La Ruche ("The Hive") was a French school founded by Sébastien Faure on anarchist principles. It operated from 1904 to February 1917.

== History ==

The anarchist Sébastien Faure founded La Ruche on 20 hectares of leased farmland in Le Pâtis, near Rambouillet, on the outskirts of Paris in 1904. The land was both the grounds for his alternative, experimental school and an anarchist commune. The school's name, La Ruche, or "The Hive", comes from the land's resource of honey, which the school used as supplementary income. Faure also funded the school through his lectures and books. He established a cooperative to buy and market the farm's produce. La Ruche operated as a soviet, following the will of the staff's weekly general assembly.
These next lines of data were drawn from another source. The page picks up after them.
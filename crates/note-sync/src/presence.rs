//! Presence of participants in a room.

use crate::participant_id::ParticipantId;
use serde::{Deserialize, Serialize};
use std::collections::HashMap;

/// What one connected participant broadcasts about themself.
#[derive(Debug, Clone, PartialEq, Eq, Serialize, Deserialize)]
#[serde(rename_all = "camelCase")]
pub struct Presence {
    pub participant: ParticipantId,
    pub display_name: String,
    pub is_typing: bool,
}

impl Presence {
    pub fn new(participant: ParticipantId, display_name: impl Into<String>) -> Self {
        Self {
            participant,
            display_name: display_name.into(),
            is_typing: false,
        }
    }

    /// Apply a partial update. Returns `true` if anything changed.
    pub fn apply(&mut self, patch: &PresencePatch) -> bool {
        let mut changed = false;
        if let Some(name) = &patch.display_name {
            if *name != self.display_name {
                self.display_name = name.clone();
                changed = true;
            }
        }
        if let Some(typing) = patch.is_typing {
            if typing != self.is_typing {
                self.is_typing = typing;
                changed = true;
            }
        }
        changed
    }
}

/// Partial presence update; `None` fields are left alone.
#[derive(Debug, Clone, Default, PartialEq, Eq)]
pub struct PresencePatch {
    pub display_name: Option<String>,
    pub is_typing: Option<bool>,
}

impl PresencePatch {
    pub fn typing(is_typing: bool) -> Self {
        Self {
            is_typing: Some(is_typing),
            ..Self::default()
        }
    }
}

/// The other participants currently in a room (never includes ourselves).
#[derive(Debug, Default)]
pub struct Roster {
    others: HashMap<ParticipantId, Presence>,
}

impl Roster {
    pub fn new() -> Self {
        Self::default()
    }

    /// Insert or replace. Returns `true` if the roster changed.
    pub fn upsert(&mut self, presence: Presence) -> bool {
        match self.others.get(&presence.participant) {
            Some(existing) if *existing == presence => false,
            _ => {
                self.others.insert(presence.participant, presence);
                true
            }
        }
    }

    pub fn remove(&mut self, participant: &ParticipantId) -> bool {
        self.others.remove(participant).is_some()
    }

    /// Participants sorted by display name, then id, for stable rendering.
    pub fn list(&self) -> Vec<Presence> {
        let mut list: Vec<Presence> = self.others.values().cloned().collect();
        list.sort_by(|a, b| {
            a.display_name
                .cmp(&b.display_name)
                .then(a.participant.cmp(&b.participant))
        });
        list
    }

    pub fn len(&self) -> usize {
        self.others.len()
    }

    pub fn is_empty(&self) -> bool {
        self.others.is_empty()
    }
}

#[cfg(test)]
mod tests {
    use super::*;

    #[test]
    fn test_apply_patch_reports_change() {
        let mut presence = Presence::new(ParticipantId::from(1), "Ada");
        assert!(presence.apply(&PresencePatch::typing(true)));
        assert!(!presence.apply(&PresencePatch::typing(true)));
        assert!(presence.is_typing);
    }

    #[test]
    fn test_roster_upsert_and_remove() {
        let mut roster = Roster::new();
        let ada = Presence::new(ParticipantId::from(1), "Ada");

        assert!(roster.upsert(ada.clone()));
        assert!(!roster.upsert(ada.clone()), "Same presence is not a change");
        assert_eq!(roster.len(), 1);

        assert!(roster.remove(&ada.participant));
        assert!(roster.is_empty());
    }

    #[test]
    fn test_roster_list_is_sorted() {
        let mut roster = Roster::new();
        roster.upsert(Presence::new(ParticipantId::from(2), "Zoe"));
        roster.upsert(Presence::new(ParticipantId::from(1), "Ada"));

        let names: Vec<_> = roster.list().into_iter().map(|p| p.display_name).collect();
        assert_eq!(names, vec!["Ada", "Zoe"]);
    }
}
//! Line commands of the `edit` subcommand.
//!
//! Each stdin line is a command (`:quit`, `:show`, `:new`) or the full new
//! note text with `\n` escapes. Save and replication errors are reported and
//! editing carries on with the text kept in the session.

use note_sync::{EditingSession, NoteStore};
use tracing::warn;

#[derive(Debug, Clone, PartialEq, Eq)]
pub enum ConsoleCommand {
    Quit,
    Show,
    /// Save the note and start a fresh one
    New,
    /// Replace the note text
    Replace(String),
}

impl ConsoleCommand {
    pub fn parse(line: &str) -> Self {
        match line.trim() {
            ":quit" => Self::Quit,
            ":show" => Self::Show,
            ":new" => Self::New,
            _ => Self::Replace(line.replace("\\n", "\n")),
        }
    }
}

/// Whether the edit loop keeps reading.
#[derive(Debug, Clone, Copy, PartialEq, Eq)]
pub enum Flow {
    Continue,
    Quit,
}

/// Note text on one line
pub fn escape(content: &str) -> String {
    content.replace('\n', "\\n")
}

/// Run one command against the open session.
pub async fn apply<S: NoteStore + 'static>(
    session: &EditingSession<S>,
    command: ConsoleCommand,
) -> Flow {
    match command {
        ConsoleCommand::Quit => return Flow::Quit,
        ConsoleCommand::Show => println!("{}", escape(&session.content())),
        ConsoleCommand::New => match session.save_and_start_new().await {
            Ok(Some(id)) => eprintln!("-- saved {}", id),
            Ok(None) => eprintln!("-- nothing to save"),
            Err(e) => {
                warn!("Save & start new failed for {}: {}", session.context(), e);
                eprintln!("-- could not save, the note is kept: {}", e);
            }
        },
        ConsoleCommand::Replace(text) => {
            if let Err(e) = session.type_text(&text) {
                warn!("Edit of {} not applied: {}", session.context(), e);
                eprintln!("-- edit not applied: {}", e);
            }
        }
    }
    Flow::Continue
}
The colony persisted until February 1917, when it closed under Faure's financial deficits.

=== Sexual predation ===
It was revealed in 2021 that Faure had been accused in January 1918 of sexually assaulting young girls at La Ruche in a letter written by the anarchist Second Casteu, who relayed testimony from his daughter-in-law Marguerite, who had lived at La Ruche from November 1913 to its closure in February 1917. She alleged that Faure "took little ones into his bed at night and taught them obscene caresses", and believed that "this had been going on since the foundation of la Ruche", based on what she had been told by young girls at La Ruche. This was during Faure's trial for sexually assaulting young girls in a Parisian flea market in September 1917, with this testimony being uncovered as part of larger revelations of his pedophilia.

== Program ==

The school followed a program modeled on that of anarchist pedagogue Paul Robin. About 50 children between the ages of 5 and 16 attended the school, selected from an applicant pool. Children of politically repressed families were given special consideration, such as those of Émile Henry. Ideologically, Faure did not impose his anarchist beliefs on the children, but afforded the children full autonomy—they were not coerced into a specific course of study. La Ruche offered Esperanto lessons through the age of 10, when children were put into pre-apprenticeships that rotated between workshops multiple times per month. They began formal apprenticeships with a wage at the age of 13, whereupon they produced goods for the school. La Ruche used Paul Robin's approach to sex education and mixed-gender classes.

Teachers were unpaid. A common fund provided for their needs and lodging. There were no checks on the disbursement of the fund and there are no records of the arrangement being an issue.

== Legacy ==

Following La Ruches closure, Faure's disciple Aristide Lapeyre established the Elan school of Villeneuve-sur-Lot, which persisted from the 1930s through World War II.